Outro sinal do protagonismo das favelas no debate financeiro vem das redes sociais. Em meio aos gurus de day trade e especialistas que ensinam como investir centenas de milhares de reais, a estudante de administração Nathalia Rodrigues, de 21 anos, se consolidou como uma das principais youtubers financeiras do país apostando em uma linguagem acessível à população de baixa renda.

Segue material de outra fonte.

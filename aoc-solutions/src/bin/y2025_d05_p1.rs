aoc_solver::script_main!(aoc_solutions::my_solutions::year_2025::day_05::Solver, 1);
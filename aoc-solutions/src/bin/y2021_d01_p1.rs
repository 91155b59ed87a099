aoc_solver::script_main!(aoc_solutions::my_solutions::year_2021::day_01::Solver, 1);
aoc_solver::script_main!(aoc_solutions::my_solutions::year_2020::day_10::Solver, 2);
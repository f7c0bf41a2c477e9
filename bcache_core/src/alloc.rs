//! The bucket allocator.
//!
//! Each cache device has a producer thread that keeps four free-bucket
//! fifos topped up, one per reserve class. Victim buckets are chosen by the
//! device's replacement policy, pushed through `free_inc` where their
//! generation is bumped, journaled, optionally discarded, and only then
//! made allocatable: a bucket never reappears on a reserve before the
//! journal has committed that its old generation is dead.
//!
//! Callers holding critical locks allocate from `Reserve::Btree` or
//! `Reserve::Prio` so they never wait behind user I/O; `Reserve::MovingGc`
//! guarantees garbage collection can always copy data out.

use std::sync::atomic::Ordering;
use std::sync::Arc;
use std::time::Duration;

use log::{debug, error, trace};
use parking_lot::{Condvar, Mutex};
use rand::Rng;

use crate::buckets::WRITE;
use crate::errcode::{ErrCode, Result};
use crate::io::Bio;
use crate::journal::JournalPayload;
use crate::opts::CacheReplacementPolicy;
use crate::super_block::{Cache, CacheSet};
use crate::util::Fifo;

pub const RESERVE_NR: usize = 4;

#[derive(Debug, Clone, Copy, PartialEq, Eq)]
pub enum Reserve {
    Prio,
    Btree,
    MovingGc,
    None,
}

impl Reserve {
    pub fn index(self) -> usize {
        match self {
            Reserve::Prio => 0,
            Reserve::Btree => 1,
            Reserve::MovingGc => 2,
            Reserve::None => 3,
        }
    }
}

pub struct AllocState {
    pub free: [Fifo<u64>; RESERVE_NR],
    pub free_inc: Fifo<u64>,
    /// FIFO replacement cursor.
    next_bucket: u64,
}

pub struct DeviceAlloc {
    pub state: Mutex<AllocState>,
    /// Waiters in `bucket_alloc`.
    bucket_wait: Condvar,
    /// The allocator thread parks here when the fifos are full or no
    /// victims exist.
    thread_wait: Condvar,
}

const RESERVE_META_SIZE: usize = 8;
const RESERVE_MOVINGGC_SIZE: usize = 8;

impl DeviceAlloc {
    pub fn new(nbuckets: u64) -> DeviceAlloc {
        let general = ((nbuckets / 8) as usize).max(16);
        DeviceAlloc {
            state: Mutex::new(AllocState {
                free: [
                    Fifo::new(RESERVE_META_SIZE),
                    Fifo::new(RESERVE_META_SIZE),
                    Fifo::new(RESERVE_MOVINGGC_SIZE),
                    Fifo::new(general),
                ],
                free_inc: Fifo::new(general),
                next_bucket: 0,
            }),
            bucket_wait: Condvar::new(),
            thread_wait: Condvar::new(),
        }
    }

    pub fn wake_allocator(&self) {
        self.thread_wait.notify_all();
    }

    pub fn wake_waiters(&self) {
        self.bucket_wait.notify_all();
    }

    /// Queue depth of each reserve, for the stats surface.
    pub fn reserve_depths(&self) -> [usize; RESERVE_NR] {
        let st = self.state.lock();
        [
            st.free[0].len(),
            st.free[1].len(),
            st.free[2].len(),
            st.free[3].len(),
        ]
    }
}

/// Pop a free bucket from the requested reserve, waiting if empty (unless
/// `wait` is false). The returned bucket is pinned; the caller owns it
/// until it unpins or assigns a data type.
pub fn bucket_alloc(cs: &CacheSet, ca: &Cache, reserve: Reserve, wait: bool) -> Result<u64> {
    loop {
        let popped = {
            let mut st = ca.alloc.state.lock();
            // The general pool first, then the class reserve.
            st.free[Reserve::None.index()]
                .pop()
                .or_else(|| st.free[reserve.index()].pop())
        };

        if let Some(bucket) = popped {
            ca.alloc.wake_allocator();
            {
                let mut buckets = ca.buckets.write();
                let b = &mut buckets[bucket as usize];
                debug_assert!(b.in_free_list && b.pin == 0);
                b.in_free_list = false;
                b.pin = 1;
                let clocks = ca.prio_clocks.lock();
                b.prio = [clocks[0].hand, clocks[1].hand];
                trace!("dev {}: allocated bucket {} gen {} reserve {:?}",
                       ca.dev_idx, bucket, b.gen, reserve);
            }
            // Handing out a bucket is one tick of write IO time.
            tick_write_clock(ca);
            return Ok(bucket);
        }

        if cs.is_shutting_down() {
            return Err(ErrCode::NoDev);
        }
        if !wait {
            return Err(ErrCode::NoSpace);
        }

        ca.alloc.wake_allocator();
        let mut st = ca.alloc.state.lock();
        if st.free[Reserve::None.index()].is_empty() && st.free[reserve.index()].is_empty() {
            ca.alloc
                .bucket_wait
                .wait_for(&mut st, Duration::from_millis(100));
        }
    }
}

/// Return a pinned, unused bucket to the allocator (error-path unwind).
pub fn bucket_unalloc(ca: &Cache, bucket: u64) {
    let mut buckets = ca.buckets.write();
    let b = &mut buckets[bucket as usize];
    debug_assert!(b.pin > 0);
    b.pin -= 1;
    ca.alloc.wake_allocator();
}

fn pick_victims(ca: &Cache, max: usize) -> Vec<u64> {
    let policy = *ca.replacement.lock();
    let buckets = ca.buckets.read();

    let candidates = || {
        (ca.first_bucket..ca.nbuckets)
            .filter(|&i| buckets[i as usize].can_invalidate())
    };

    match policy {
        CacheReplacementPolicy::Lru => {
            // Lowest read priority first: least recently touched.
            let mut v: Vec<u64> = candidates().collect();
            v.sort_by_key(|&i| buckets[i as usize].prio[crate::buckets::READ]);
            v.truncate(max);
            v
        }
        CacheReplacementPolicy::Fifo => {
            let mut st = ca.alloc.state.lock();
            let mut v = Vec::new();
            let mut scanned = 0;
            while v.len() < max && scanned < ca.nbuckets {
                let i = ca.first_bucket
                    + (st.next_bucket + scanned) % (ca.nbuckets - ca.first_bucket);
                if buckets[i as usize].can_invalidate() {
                    v.push(i);
                }
                scanned += 1;
            }
            st.next_bucket = (st.next_bucket + scanned) % (ca.nbuckets - ca.first_bucket);
            v
        }
        CacheReplacementPolicy::Random => {
            let all: Vec<u64> = candidates().collect();
            if all.is_empty() {
                return Vec::new();
            }
            let mut rng = rand::thread_rng();
            let mut v = Vec::new();
            let mut tries = 0;
            while v.len() < max.min(all.len()) && tries < all.len() * 4 {
                let pick = all[rng.gen_range(0..all.len())];
                if !v.contains(&pick) {
                    v.push(pick);
                }
                tries += 1;
            }
            v
        }
    }
}

/// One pass of the invalidate pipeline. Returns true if any bucket moved.
pub fn invalidate_buckets(cs: &CacheSet, ca: &Cache) -> bool {
    let room = {
        let st = ca.alloc.state.lock();
        st.free_inc.free()
    };
    let mut moved = false;

    if room > 0 {
        let victims = pick_victims(ca, room);
        if !victims.is_empty() {
            let mut gen_updates = Vec::with_capacity(victims.len());
            {
                let mut buckets = ca.buckets.write();
                let mut st = ca.alloc.state.lock();
                for bucket in victims {
                    let b = &mut buckets[bucket as usize];
                    if !b.can_invalidate() {
                        continue;
                    }
                    let gen = b.invalidate();
                    b.in_free_list = true;
                    ca.gens.set(bucket, gen);
                    gen_updates.push((bucket, gen));
                    st.free_inc
                        .push(bucket)
                        .expect("free_inc sized by caller");
                }
            }

            if !gen_updates.is_empty() {
                moved = true;
                let seq = cs.journal.add_entry(JournalPayload::GenUpdate {
                    dev: ca.dev_idx,
                    buckets: gen_updates,
                });
                // New generations must be durable before these buckets can
                // be handed out again.
                if let Err(e) = cs.journal.flush_seq(seq) {
                    error!("dev {}: journal write failed ({e}), going read-only", ca.dev_idx);
                    cs.set_inconsistent();
                    return false;
                }
            }
        }
    }

    // Journal has committed: promote free_inc to the reserve fifos.
    let discard = ca.discard.load(Ordering::Relaxed);
    loop {
        let bucket = {
            let mut st = ca.alloc.state.lock();
            let Some(bucket) = st.free_inc.pop() else { break };

            let target = [Reserve::Prio, Reserve::Btree, Reserve::MovingGc, Reserve::None]
                .into_iter()
                .find(|r| !st.free[r.index()].is_full());
            match target {
                Some(r) => {
                    st.free[r.index()].push(bucket).expect("checked not full");
                }
                None => {
                    // Everything is full; put it back and stop.
                    // free_inc just popped, push cannot fail.
                    st.free_inc.push(bucket).expect("just popped");
                    break;
                }
            }
            bucket
        };

        if discard && ca.bdev.supports_discard() {
            let mut bio = Bio::discard(bucket * ca.bucket_size as u64, ca.bucket_size);
            if let Err(e) = ca.bdev.submit(&mut bio) {
                debug!("dev {}: discard failed on bucket {bucket}: {e}", ca.dev_idx);
            }
        }
        moved = true;
        ca.alloc.wake_waiters();
    }

    moved
}

/// Allocator thread body, one per cache device.
pub fn allocator_thread(cs: Arc<CacheSet>, ca: Arc<Cache>) {
    debug!("dev {}: allocator running", ca.dev_idx);
    loop {
        if cs.is_shutting_down() {
            break;
        }
        let moved = invalidate_buckets(&cs, &ca);
        if !moved {
            let mut st = ca.alloc.state.lock();
            ca.alloc
                .thread_wait
                .wait_for(&mut st, Duration::from_millis(50));
        }
    }
    debug!("dev {}: allocator stopped", ca.dev_idx);
}

/// Advance the device's write clock one IO-time tick.
pub fn tick_write_clock(ca: &Cache) {
    let mut buckets = ca.buckets.write();
    let mut clocks = ca.prio_clocks.lock();
    clocks[WRITE].tick(WRITE, &mut buckets);
}
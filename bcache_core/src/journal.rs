//! Journal interface.
//!
//! The core needs very little from the journal: updates return a sequence
//! number, `flush_seq` waits for durability of everything up to a sequence,
//! and `meta_async` runs a callback once the current head has committed.
//! Journal sequence numbers define the visible order of metadata updates;
//! in particular a freed bucket's generation bump must commit before the
//! bucket reappears on a reserve fifo.

use std::collections::VecDeque;
use std::fmt;
use std::sync::atomic::{AtomicBool, Ordering};

use parking_lot::{Condvar, Mutex};

use crate::bkey::Bkey;
use crate::errcode::{ErrCode, Result};

#[derive(Debug, Clone)]
pub enum JournalPayload {
    /// Btree inserts.
    Keys(Vec<Bkey>),
    /// Bucket generation bumps from the invalidate pipeline.
    GenUpdate { dev: u8, buckets: Vec<(u64, u8)> },
}

impl fmt::Display for JournalPayload {
    fn fmt(&self, f: &mut fmt::Formatter<'_>) -> fmt::Result {
        match self {
            JournalPayload::Keys(keys) => write!(f, "keys nr={}", keys.len()),
            JournalPayload::GenUpdate { dev, buckets } => {
                write!(f, "gen_update dev={} nr={}", dev, buckets.len())
            }
        }
    }
}

type MetaCb = Box<dyn FnOnce() + Send + 'static>;

struct JournalState {
    head: u64,
    committed: u64,
    /// Callbacks waiting on commit of the sequence they were registered at.
    pending_meta: Vec<(u64, MetaCb)>,
    /// Recent entries, for the debug dump.
    recent: VecDeque<(u64, JournalPayload)>,
}

const RECENT_ENTRIES: usize = 256;

/// In-memory journal. Commits every entry immediately unless switched to
/// manual mode, where commit happens only on [`MemJournal::commit_all`].
/// Manual mode is how tests hold the allocator at "waiting for journal
/// commit".
pub struct MemJournal {
    state: Mutex<JournalState>,
    commit_wait: Condvar,
    auto_commit: AtomicBool,
    errored: AtomicBool,
}

impl MemJournal {
    pub fn new() -> MemJournal {
        MemJournal {
            state: Mutex::new(JournalState {
                head: 0,
                committed: 0,
                pending_meta: Vec::new(),
                recent: VecDeque::new(),
            }),
            commit_wait: Condvar::new(),
            auto_commit: AtomicBool::new(true),
            errored: AtomicBool::new(false),
        }
    }

    pub fn set_auto_commit(&self, auto: bool) {
        self.auto_commit.store(auto, Ordering::SeqCst);
    }

    /// Mark the journal failed: flushes error out, nothing commits again.
    pub fn set_error(&self) {
        self.errored.store(true, Ordering::SeqCst);
        self.commit_wait.notify_all();
    }

    pub fn errored(&self) -> bool {
        self.errored.load(Ordering::SeqCst)
    }

    fn commit_locked(&self, s: &mut JournalState, up_to: u64) {
        if self.errored() {
            return;
        }
        s.committed = s.committed.max(up_to);
        let committed = s.committed;
        let mut i = 0;
        while i < s.pending_meta.len() {
            if s.pending_meta[i].0 <= committed {
                let (_, cb) = s.pending_meta.swap_remove(i);
                cb();
            } else {
                i += 1;
            }
        }
        self.commit_wait.notify_all();
    }

    /// Append an entry; returns its sequence number.
    pub fn add_entry(&self, payload: JournalPayload) -> u64 {
        let mut s = self.state.lock();
        s.head += 1;
        let seq = s.head;
        if s.recent.len() == RECENT_ENTRIES {
            s.recent.pop_front();
        }
        s.recent.push_back((seq, payload));
        if self.auto_commit.load(Ordering::SeqCst) {
            self.commit_locked(&mut s, seq);
        }
        seq
    }

    /// Wait until everything up to `seq` is committed.
    pub fn flush_seq(&self, seq: u64) -> Result<()> {
        let mut s = self.state.lock();
        while s.committed < seq {
            if self.errored() {
                return Err(ErrCode::Inconsistent);
            }
            self.commit_wait.wait(&mut s);
        }
        if self.errored() {
            return Err(ErrCode::Inconsistent);
        }
        Ok(())
    }

    /// Run `cb` once the current head has committed. In auto-commit mode
    /// that is immediately.
    pub fn meta_async(&self, cb: MetaCb) {
        let mut s = self.state.lock();
        let at = s.head;
        if s.committed >= at {
            drop(s);
            cb();
        } else {
            s.pending_meta.push((at, cb));
        }
    }

    /// Commit everything outstanding (manual-mode pump).
    pub fn commit_all(&self) {
        let mut s = self.state.lock();
        let head = s.head;
        self.commit_locked(&mut s, head);
    }

    pub fn cur_seq(&self) -> u64 {
        self.state.lock().head
    }

    pub fn committed_seq(&self) -> u64 {
        self.state.lock().committed
    }

    /// Textual dump of recent entries.
    pub fn debug_dump(&self) -> String {
        let s = self.state.lock();
        let mut out = format!(
            "journal: head {} committed {}\n",
            s.head, s.committed
        );
        for (seq, payload) in &s.recent {
            out.push_str(&format!("  seq {seq}: {payload}\n"));
        }
        out
    }
}

impl Default for MemJournal {
    fn default() -> Self {
        Self::new()
    }
}

#[cfg(test)]
mod tests {
    use super::*;
    use std::sync::atomic::AtomicU32;
    use std::sync::Arc;

    #[test]
    fn auto_commit_flush_returns_immediately() {
        let j = MemJournal::new();
        let seq = j.add_entry(JournalPayload::Keys(vec![]));
        assert_eq!(seq, 1);
        j.flush_seq(seq).unwrap();
        assert_eq!(j.committed_seq(), 1);
    }

    #[test]
    fn manual_mode_blocks_until_pumped() {
        let j = Arc::new(MemJournal::new());
        j.set_auto_commit(false);
        let seq = j.add_entry(JournalPayload::Keys(vec![]));
        assert_eq!(j.committed_seq(), 0);

        let j2 = j.clone();
        let h = std::thread::spawn(move || j2.flush_seq(seq));
        std::thread::sleep(std::time::Duration::from_millis(10));
        j.commit_all();
        h.join().unwrap().unwrap();
    }

    #[test]
    fn meta_async_ordering() {
        let j = MemJournal::new();
        j.set_auto_commit(false);
        j.add_entry(JournalPayload::Keys(vec![]));

        let fired = Arc::new(AtomicU32::new(0));
        let f = fired.clone();
        j.meta_async(Box::new(move || {
            f.fetch_add(1, Ordering::SeqCst);
        }));
        assert_eq!(fired.load(Ordering::SeqCst), 0);
        j.commit_all();
        assert_eq!(fired.load(Ordering::SeqCst), 1);
    }

    #[test]
    fn error_fails_flush() {
        let j = MemJournal::new();
        j.set_auto_commit(false);
        let seq = j.add_entry(JournalPayload::Keys(vec![]));
        j.set_error();
        assert_eq!(j.flush_seq(seq), Err(ErrCode::Inconsistent));
    }
}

Nos vídeos, Rodrigues explica desde como limpar o nome no Serasa até como aderir ao saque-aniversário do FGTS. A ideia de criar o canal surgiu após as aulas de matemática financeira na faculdade. “Eu me apaixonei por finanças e criei o canal para ajudar gente como eu”, disse a youtuber à EXAME, em janeiro.

Em dois anos de canal, Rodrigues atingiu um patrimônio de 1 milhão de reais. A favela está vencendo.